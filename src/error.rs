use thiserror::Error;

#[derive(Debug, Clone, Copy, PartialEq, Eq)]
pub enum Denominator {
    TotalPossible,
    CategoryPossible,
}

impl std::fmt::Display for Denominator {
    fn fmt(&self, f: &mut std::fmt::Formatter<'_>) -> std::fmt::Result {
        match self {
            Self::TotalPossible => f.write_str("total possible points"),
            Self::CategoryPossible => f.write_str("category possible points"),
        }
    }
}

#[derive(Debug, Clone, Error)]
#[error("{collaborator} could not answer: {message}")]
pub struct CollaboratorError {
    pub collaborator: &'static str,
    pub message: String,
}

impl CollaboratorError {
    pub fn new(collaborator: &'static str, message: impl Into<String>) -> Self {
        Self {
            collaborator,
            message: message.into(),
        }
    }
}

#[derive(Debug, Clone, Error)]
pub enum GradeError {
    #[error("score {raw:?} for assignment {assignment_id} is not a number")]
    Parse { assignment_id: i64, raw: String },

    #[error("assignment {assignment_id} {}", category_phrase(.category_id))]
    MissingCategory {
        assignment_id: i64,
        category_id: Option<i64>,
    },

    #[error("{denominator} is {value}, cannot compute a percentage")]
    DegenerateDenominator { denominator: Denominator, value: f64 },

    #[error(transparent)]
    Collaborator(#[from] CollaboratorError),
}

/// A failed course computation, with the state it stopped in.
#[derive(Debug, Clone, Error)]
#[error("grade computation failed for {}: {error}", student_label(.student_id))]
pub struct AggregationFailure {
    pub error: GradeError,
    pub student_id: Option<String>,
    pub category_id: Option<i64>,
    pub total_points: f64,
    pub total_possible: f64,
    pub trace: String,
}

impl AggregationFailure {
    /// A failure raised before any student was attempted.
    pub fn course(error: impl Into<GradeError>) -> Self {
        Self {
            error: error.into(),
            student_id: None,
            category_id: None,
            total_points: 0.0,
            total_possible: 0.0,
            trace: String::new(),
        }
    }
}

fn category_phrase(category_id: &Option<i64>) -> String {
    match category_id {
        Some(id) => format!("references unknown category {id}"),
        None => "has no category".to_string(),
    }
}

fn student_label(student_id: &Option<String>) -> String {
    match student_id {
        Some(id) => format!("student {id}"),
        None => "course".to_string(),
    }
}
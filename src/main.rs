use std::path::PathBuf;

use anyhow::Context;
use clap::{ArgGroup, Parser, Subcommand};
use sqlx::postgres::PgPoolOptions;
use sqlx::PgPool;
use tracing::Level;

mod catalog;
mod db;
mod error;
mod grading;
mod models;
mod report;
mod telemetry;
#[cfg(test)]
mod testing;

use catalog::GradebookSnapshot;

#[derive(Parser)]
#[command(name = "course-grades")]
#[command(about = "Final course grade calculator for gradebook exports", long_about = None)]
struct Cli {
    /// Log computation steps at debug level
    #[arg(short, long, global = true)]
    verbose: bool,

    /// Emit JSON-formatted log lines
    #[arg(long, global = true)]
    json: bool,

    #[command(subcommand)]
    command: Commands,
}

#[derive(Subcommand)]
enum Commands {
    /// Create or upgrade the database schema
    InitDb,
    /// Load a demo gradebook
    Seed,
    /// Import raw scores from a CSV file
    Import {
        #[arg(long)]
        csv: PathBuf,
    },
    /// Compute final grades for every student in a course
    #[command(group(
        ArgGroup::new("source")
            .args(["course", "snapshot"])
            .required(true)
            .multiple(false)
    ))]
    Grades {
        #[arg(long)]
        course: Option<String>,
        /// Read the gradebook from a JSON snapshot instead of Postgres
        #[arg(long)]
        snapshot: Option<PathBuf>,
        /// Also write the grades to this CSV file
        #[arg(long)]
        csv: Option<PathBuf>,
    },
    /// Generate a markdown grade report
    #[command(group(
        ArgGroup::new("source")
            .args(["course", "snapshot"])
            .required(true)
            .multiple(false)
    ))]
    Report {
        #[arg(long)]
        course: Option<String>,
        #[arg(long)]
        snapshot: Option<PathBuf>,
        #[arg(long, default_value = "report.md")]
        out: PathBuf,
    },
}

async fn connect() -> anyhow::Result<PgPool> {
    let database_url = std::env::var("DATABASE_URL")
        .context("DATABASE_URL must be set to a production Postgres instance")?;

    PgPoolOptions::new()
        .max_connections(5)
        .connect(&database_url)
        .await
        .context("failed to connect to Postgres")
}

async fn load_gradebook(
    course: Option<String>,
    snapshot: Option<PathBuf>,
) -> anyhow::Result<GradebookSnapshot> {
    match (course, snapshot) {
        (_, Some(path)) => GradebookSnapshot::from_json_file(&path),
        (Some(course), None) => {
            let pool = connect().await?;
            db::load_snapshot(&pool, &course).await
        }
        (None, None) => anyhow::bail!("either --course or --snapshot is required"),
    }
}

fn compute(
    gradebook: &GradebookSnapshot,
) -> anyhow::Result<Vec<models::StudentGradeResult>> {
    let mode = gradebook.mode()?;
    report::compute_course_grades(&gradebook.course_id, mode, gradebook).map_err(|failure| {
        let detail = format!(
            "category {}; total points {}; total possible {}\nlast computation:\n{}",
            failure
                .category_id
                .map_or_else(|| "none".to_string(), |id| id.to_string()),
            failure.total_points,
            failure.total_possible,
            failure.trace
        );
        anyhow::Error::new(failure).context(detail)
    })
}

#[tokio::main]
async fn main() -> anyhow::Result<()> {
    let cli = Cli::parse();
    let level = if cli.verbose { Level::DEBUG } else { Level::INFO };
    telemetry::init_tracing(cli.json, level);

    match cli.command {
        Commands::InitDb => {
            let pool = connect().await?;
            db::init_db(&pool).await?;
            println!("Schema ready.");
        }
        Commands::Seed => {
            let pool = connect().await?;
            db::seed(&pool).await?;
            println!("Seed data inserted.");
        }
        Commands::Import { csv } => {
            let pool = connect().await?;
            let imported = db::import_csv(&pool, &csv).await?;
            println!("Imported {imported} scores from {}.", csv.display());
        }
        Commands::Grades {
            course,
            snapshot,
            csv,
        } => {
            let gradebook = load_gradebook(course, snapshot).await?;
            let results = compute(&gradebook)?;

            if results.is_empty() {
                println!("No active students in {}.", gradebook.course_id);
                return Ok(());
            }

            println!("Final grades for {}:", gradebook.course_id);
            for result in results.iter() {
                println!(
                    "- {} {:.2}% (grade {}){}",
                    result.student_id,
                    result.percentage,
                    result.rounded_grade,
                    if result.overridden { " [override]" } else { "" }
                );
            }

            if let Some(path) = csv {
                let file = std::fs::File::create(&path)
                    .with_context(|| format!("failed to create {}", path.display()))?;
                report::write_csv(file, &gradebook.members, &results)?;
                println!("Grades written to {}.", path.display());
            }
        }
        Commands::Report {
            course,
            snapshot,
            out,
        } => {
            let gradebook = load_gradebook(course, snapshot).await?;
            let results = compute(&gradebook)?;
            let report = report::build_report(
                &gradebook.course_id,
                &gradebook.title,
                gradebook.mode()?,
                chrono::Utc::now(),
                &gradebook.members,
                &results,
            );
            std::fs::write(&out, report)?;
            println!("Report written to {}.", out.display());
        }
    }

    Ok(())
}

# # #

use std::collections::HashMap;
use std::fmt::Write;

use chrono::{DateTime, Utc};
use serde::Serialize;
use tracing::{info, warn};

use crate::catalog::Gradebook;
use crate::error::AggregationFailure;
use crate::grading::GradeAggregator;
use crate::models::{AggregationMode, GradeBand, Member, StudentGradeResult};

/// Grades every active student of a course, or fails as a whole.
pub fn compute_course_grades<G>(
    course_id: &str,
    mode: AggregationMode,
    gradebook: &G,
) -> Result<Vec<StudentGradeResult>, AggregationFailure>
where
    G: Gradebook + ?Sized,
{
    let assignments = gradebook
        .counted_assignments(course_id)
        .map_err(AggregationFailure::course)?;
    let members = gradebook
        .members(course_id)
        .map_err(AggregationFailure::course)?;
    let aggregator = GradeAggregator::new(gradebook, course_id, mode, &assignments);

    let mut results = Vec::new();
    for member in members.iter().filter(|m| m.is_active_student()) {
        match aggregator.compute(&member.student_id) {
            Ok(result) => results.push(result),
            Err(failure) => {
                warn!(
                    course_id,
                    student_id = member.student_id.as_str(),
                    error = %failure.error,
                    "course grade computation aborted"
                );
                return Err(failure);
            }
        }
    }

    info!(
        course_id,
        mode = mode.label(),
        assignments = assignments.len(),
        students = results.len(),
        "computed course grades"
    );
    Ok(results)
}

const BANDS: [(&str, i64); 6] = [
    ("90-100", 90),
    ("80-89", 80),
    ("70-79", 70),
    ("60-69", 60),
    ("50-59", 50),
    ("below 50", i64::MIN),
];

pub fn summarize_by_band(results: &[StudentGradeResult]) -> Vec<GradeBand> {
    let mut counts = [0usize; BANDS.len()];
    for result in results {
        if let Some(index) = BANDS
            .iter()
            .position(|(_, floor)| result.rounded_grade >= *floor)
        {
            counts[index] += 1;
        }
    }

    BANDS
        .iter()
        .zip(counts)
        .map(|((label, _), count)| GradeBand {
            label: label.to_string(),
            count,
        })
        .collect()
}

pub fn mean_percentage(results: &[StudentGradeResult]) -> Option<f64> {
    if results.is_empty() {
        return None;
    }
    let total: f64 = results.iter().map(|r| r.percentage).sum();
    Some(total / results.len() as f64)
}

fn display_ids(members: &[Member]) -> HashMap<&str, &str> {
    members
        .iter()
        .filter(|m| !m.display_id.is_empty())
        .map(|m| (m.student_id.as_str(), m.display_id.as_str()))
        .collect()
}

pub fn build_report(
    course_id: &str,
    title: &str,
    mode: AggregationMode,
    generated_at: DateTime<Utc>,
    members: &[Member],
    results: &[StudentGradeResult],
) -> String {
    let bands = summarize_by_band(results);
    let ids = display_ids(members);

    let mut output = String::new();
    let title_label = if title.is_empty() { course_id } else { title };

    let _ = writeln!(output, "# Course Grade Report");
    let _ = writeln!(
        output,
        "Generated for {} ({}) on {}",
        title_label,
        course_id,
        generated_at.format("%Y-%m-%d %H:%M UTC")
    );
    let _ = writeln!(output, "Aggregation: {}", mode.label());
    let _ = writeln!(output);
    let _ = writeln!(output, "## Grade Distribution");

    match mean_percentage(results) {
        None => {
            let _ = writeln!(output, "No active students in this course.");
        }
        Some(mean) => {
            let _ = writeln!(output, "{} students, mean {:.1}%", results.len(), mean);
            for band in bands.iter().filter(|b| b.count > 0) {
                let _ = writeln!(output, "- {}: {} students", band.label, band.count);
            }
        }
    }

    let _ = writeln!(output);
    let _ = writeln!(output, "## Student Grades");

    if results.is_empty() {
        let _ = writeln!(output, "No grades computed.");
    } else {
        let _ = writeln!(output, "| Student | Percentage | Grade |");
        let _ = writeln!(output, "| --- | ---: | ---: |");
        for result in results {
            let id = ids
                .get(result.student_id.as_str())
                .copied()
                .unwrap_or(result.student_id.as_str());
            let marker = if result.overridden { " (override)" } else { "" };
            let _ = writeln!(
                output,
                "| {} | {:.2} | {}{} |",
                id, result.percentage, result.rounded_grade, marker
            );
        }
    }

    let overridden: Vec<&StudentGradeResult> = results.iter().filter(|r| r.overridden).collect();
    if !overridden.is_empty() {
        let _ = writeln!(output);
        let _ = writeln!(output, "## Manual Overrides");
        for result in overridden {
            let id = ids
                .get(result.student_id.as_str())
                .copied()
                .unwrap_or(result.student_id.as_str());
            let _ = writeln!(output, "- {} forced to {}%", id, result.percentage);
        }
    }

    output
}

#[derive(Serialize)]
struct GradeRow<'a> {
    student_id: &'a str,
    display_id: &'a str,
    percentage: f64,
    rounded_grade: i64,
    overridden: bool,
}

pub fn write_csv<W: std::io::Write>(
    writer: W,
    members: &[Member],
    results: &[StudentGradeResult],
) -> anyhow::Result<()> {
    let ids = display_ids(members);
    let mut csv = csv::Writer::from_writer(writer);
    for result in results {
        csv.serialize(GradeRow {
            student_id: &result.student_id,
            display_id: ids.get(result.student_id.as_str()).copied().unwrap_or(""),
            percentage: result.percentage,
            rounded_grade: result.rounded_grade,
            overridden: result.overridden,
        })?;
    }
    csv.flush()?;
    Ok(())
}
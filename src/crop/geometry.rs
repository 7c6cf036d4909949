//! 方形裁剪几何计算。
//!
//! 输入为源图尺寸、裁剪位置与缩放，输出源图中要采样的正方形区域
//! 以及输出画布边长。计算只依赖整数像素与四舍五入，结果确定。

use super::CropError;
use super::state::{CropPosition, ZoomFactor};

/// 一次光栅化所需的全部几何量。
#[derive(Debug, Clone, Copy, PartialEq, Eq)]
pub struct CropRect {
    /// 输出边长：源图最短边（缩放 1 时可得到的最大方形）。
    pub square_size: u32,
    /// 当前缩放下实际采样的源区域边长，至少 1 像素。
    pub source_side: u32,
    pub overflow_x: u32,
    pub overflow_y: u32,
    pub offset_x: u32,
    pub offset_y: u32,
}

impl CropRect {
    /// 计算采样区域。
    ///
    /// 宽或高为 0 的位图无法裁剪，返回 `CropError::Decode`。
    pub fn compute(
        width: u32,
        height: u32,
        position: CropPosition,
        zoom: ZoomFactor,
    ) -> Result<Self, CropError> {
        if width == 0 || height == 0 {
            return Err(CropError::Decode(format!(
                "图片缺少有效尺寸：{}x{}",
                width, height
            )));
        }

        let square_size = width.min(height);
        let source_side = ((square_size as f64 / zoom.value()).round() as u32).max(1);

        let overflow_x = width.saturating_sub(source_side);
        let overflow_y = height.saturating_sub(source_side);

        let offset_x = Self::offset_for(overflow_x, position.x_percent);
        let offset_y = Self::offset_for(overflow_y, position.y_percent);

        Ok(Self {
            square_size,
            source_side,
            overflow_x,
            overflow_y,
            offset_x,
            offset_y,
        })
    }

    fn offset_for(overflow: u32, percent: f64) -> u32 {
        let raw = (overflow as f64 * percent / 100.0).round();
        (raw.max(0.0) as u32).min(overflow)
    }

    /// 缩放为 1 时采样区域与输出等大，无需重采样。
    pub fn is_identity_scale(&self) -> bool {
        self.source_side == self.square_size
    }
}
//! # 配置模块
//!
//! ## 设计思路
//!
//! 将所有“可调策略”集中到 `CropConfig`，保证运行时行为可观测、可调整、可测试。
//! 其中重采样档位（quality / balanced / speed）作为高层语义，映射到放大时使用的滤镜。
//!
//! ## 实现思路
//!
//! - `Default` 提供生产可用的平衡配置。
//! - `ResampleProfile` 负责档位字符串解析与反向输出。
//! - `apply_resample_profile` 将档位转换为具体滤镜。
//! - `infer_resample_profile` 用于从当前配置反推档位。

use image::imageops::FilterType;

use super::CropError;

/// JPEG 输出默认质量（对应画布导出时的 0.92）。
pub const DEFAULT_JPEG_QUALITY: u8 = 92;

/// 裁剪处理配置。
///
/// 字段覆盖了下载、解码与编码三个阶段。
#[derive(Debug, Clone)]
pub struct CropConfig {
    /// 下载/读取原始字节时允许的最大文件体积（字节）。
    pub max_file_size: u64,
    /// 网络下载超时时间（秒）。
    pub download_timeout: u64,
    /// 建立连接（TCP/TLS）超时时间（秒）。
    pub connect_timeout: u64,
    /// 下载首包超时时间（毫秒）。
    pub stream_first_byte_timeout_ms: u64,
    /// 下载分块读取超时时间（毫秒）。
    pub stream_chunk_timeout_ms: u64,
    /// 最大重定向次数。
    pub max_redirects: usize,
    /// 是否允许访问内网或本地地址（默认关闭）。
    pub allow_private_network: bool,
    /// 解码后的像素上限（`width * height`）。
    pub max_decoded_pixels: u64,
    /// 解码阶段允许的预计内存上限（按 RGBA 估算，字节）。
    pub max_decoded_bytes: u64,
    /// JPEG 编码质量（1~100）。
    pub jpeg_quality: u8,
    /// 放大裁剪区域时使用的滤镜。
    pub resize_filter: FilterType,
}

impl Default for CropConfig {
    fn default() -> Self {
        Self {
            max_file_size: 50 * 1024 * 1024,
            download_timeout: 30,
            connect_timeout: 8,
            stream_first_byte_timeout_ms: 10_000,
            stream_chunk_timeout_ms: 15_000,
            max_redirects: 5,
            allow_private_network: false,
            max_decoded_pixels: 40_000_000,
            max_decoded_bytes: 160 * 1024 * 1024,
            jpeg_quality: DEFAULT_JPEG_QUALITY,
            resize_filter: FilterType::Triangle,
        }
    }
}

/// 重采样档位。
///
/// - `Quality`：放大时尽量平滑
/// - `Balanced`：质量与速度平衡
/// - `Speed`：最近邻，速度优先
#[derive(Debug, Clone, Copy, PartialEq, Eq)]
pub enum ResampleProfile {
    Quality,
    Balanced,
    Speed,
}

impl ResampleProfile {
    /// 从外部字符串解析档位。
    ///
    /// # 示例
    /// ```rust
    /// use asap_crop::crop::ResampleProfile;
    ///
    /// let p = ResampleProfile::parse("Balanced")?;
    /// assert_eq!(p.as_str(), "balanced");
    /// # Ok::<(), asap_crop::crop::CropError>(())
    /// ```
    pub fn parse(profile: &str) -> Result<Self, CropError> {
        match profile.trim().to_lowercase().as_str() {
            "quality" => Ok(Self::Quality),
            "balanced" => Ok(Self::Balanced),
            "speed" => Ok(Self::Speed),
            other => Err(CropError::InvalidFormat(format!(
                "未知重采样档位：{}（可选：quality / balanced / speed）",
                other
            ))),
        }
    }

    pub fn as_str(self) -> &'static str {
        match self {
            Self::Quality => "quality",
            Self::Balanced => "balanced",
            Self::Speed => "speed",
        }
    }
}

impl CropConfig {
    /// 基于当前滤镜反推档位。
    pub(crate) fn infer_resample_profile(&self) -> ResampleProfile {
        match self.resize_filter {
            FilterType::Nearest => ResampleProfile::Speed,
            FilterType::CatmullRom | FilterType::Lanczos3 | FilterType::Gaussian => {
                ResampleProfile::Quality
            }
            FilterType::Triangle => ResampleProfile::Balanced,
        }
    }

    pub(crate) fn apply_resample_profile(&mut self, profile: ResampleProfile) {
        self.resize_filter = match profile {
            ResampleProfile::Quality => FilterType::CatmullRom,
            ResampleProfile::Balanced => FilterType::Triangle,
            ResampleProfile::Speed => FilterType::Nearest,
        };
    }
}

# # #

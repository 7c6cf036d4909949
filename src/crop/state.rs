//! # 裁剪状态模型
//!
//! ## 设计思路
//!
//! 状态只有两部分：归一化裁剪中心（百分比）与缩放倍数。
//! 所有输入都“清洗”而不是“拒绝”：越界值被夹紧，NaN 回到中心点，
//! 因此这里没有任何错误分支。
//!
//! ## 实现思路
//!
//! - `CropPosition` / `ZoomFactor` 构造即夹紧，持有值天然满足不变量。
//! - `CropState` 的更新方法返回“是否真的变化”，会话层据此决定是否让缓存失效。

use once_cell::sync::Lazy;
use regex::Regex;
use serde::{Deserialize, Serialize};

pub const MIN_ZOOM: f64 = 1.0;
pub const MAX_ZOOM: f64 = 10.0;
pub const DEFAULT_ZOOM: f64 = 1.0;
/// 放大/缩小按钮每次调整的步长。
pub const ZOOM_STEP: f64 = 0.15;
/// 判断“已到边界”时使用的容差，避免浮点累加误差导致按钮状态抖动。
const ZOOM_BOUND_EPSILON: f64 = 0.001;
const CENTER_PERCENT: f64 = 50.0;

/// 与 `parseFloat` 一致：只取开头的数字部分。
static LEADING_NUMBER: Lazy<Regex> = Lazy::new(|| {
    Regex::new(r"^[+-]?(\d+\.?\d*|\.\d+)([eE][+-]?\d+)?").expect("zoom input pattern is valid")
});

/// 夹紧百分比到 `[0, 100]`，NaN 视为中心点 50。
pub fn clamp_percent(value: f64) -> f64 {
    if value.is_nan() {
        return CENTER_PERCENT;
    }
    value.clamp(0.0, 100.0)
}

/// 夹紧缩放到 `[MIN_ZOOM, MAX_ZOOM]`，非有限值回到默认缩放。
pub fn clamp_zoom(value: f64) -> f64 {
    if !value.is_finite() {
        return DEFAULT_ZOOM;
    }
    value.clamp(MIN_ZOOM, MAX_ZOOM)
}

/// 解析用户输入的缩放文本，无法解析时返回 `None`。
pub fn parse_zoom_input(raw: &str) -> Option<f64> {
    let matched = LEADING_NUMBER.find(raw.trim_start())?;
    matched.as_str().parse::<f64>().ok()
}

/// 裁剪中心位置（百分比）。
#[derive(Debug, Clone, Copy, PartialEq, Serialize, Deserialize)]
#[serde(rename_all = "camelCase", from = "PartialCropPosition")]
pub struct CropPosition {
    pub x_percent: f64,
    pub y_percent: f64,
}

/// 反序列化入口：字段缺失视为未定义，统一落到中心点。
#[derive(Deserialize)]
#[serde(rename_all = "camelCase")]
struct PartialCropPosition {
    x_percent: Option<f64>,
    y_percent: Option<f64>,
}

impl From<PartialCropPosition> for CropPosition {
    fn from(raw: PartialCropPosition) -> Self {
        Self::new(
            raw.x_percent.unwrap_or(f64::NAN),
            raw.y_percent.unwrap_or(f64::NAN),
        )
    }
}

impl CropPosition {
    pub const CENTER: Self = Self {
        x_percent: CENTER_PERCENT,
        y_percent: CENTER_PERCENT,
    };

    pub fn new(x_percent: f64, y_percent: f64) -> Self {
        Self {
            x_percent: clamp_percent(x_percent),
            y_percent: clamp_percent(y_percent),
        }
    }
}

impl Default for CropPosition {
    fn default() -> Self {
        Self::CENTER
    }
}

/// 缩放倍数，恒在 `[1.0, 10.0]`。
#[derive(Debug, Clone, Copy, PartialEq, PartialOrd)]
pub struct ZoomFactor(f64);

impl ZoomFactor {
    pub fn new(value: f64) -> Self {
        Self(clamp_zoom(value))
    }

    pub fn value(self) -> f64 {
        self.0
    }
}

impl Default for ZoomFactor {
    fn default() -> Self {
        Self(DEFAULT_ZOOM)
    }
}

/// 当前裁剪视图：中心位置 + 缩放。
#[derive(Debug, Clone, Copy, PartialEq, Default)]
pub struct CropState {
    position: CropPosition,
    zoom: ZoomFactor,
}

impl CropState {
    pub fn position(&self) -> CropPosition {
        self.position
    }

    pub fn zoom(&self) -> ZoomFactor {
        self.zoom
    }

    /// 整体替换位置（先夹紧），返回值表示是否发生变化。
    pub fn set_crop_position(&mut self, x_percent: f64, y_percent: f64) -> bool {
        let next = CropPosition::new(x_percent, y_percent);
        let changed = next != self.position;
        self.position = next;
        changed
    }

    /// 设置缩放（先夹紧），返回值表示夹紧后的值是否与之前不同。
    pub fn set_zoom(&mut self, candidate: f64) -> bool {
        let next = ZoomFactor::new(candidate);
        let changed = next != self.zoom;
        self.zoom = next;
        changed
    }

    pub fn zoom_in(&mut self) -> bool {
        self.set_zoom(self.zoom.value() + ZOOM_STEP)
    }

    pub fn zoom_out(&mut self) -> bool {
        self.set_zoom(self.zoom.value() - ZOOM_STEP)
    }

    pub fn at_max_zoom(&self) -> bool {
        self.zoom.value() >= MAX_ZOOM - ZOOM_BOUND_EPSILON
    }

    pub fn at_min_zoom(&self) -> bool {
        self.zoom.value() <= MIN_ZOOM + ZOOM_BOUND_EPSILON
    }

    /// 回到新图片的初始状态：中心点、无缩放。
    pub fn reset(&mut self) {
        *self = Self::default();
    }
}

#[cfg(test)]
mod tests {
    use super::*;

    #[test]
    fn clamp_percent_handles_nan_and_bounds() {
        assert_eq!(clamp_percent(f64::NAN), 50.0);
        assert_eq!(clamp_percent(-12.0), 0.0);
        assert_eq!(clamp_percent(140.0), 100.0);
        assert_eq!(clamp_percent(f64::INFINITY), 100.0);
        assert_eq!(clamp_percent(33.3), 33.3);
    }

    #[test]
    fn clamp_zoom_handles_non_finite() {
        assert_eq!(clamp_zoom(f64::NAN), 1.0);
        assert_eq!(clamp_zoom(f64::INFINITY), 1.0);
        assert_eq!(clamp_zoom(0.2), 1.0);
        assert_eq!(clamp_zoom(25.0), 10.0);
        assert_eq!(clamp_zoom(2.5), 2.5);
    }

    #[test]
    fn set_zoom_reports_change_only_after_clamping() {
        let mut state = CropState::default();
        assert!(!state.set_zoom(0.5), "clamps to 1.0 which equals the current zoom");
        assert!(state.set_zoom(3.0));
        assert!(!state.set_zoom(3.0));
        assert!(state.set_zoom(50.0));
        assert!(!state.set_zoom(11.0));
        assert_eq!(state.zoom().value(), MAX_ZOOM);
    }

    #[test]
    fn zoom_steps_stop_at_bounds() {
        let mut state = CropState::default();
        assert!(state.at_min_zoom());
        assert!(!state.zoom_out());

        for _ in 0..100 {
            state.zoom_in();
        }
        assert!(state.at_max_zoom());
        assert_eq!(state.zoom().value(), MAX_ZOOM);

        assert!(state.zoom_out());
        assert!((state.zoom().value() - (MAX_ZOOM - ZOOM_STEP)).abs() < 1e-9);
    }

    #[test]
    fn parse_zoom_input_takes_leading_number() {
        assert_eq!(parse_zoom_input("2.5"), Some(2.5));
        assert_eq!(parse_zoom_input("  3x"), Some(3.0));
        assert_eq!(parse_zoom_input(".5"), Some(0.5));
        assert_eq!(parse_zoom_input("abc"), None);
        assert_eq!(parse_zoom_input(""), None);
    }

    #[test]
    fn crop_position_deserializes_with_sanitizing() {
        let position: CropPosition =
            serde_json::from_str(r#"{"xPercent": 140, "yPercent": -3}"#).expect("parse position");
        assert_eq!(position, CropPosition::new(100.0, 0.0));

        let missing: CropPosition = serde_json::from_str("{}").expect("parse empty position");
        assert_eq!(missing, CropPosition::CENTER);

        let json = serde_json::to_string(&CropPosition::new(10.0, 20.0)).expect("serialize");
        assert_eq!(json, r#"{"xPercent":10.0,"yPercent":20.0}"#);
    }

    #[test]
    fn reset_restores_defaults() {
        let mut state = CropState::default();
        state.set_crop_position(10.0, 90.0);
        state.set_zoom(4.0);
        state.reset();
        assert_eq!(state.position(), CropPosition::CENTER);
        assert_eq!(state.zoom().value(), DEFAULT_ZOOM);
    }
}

# # #

Bring together all lines of the entries above in which the string "sqlx" occurs.

Written response:
use sqlx::postgres::PgPoolOptions;
use sqlx::PgPool;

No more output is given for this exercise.